PROBLEM DETAILS. Only one span of the listing below should come back. It runs from the line with "while let Some(next)" through the line with "pub mod jwt;", and each of its lines must be reproduced exactly.

RECORDS FOR THE EXERCISE.
§

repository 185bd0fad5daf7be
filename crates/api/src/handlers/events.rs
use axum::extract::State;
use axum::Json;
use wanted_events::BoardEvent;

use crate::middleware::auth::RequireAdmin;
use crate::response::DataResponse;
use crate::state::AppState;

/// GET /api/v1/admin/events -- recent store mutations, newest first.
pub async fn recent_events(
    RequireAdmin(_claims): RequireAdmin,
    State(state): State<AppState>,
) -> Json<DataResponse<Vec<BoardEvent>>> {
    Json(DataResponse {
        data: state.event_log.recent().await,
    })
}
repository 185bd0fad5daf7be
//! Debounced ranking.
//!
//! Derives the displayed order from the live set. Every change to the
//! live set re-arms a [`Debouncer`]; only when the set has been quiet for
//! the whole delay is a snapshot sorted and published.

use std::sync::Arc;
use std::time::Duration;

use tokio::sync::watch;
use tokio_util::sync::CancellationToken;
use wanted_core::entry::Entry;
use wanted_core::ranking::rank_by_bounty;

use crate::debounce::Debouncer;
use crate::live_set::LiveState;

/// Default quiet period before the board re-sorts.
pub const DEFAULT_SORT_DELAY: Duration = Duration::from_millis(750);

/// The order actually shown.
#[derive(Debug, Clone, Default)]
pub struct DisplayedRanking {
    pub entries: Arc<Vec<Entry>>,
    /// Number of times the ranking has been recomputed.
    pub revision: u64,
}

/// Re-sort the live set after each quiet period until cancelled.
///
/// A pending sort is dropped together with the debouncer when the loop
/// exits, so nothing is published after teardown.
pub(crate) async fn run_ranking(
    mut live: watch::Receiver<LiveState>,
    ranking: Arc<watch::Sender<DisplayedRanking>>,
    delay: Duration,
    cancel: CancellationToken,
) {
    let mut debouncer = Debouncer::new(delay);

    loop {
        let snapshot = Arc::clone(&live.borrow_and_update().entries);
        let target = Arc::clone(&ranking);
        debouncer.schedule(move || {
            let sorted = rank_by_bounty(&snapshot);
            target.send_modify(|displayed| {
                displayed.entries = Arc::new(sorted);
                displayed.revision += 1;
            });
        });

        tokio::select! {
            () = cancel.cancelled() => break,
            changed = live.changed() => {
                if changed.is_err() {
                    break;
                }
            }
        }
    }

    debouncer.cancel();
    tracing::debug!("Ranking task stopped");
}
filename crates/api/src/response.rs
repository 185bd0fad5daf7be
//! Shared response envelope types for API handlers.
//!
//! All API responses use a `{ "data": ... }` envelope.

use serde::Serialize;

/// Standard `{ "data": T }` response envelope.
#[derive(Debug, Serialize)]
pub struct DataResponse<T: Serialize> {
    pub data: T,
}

§

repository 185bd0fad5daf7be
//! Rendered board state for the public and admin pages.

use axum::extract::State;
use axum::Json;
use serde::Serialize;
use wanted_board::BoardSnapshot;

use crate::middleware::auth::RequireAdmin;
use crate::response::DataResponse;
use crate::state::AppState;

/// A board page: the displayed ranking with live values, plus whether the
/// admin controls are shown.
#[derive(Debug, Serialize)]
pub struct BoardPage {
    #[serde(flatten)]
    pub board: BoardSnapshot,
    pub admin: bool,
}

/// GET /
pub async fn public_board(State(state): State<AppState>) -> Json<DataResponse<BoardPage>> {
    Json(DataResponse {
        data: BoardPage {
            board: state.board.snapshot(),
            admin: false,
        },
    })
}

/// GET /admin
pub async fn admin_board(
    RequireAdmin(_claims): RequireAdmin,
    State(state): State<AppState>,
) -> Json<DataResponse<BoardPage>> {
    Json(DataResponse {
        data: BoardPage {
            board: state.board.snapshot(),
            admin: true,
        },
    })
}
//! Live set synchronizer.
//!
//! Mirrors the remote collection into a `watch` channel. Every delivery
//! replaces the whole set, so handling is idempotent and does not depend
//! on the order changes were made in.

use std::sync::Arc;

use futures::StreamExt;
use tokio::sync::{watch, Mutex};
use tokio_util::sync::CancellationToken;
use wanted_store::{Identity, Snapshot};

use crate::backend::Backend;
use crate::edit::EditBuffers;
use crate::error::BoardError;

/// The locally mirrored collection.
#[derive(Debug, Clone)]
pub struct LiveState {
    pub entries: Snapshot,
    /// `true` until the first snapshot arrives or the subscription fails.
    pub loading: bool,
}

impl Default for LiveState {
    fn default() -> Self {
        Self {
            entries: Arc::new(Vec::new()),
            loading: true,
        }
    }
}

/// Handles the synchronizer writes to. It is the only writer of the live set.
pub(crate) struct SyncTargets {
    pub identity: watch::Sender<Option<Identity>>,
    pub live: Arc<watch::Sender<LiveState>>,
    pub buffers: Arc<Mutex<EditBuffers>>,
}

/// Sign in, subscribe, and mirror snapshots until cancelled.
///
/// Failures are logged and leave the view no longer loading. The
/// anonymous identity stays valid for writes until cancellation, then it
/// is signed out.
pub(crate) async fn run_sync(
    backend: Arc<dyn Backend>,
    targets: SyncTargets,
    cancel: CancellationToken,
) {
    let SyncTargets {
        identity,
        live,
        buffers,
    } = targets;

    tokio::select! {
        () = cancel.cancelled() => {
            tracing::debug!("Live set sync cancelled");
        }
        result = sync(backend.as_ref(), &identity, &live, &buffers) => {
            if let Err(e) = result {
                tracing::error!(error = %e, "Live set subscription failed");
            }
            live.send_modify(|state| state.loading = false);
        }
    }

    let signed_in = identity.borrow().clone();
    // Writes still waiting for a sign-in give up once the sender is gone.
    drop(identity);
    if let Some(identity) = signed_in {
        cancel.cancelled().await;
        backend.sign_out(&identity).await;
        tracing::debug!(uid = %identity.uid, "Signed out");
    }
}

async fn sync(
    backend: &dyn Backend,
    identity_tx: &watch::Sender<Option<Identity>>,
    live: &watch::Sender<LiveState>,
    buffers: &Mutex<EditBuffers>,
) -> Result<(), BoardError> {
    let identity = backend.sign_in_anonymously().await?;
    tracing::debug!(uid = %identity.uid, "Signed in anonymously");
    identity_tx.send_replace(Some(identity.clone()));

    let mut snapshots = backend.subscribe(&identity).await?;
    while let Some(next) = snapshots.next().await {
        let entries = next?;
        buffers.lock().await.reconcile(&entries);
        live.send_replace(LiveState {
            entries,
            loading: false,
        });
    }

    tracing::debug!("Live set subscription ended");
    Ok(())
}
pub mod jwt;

§

YOUR SOLUTION.
    while let Some(next) = snapshots.next().await {
        let entries = next?;
        buffers.lock().await.reconcile(&entries);
        live.send_replace(LiveState {
            entries,
            loading: false,
        });
    }

    tracing::debug!("Live set subscription ended");
    Ok(())
}
pub mod jwt;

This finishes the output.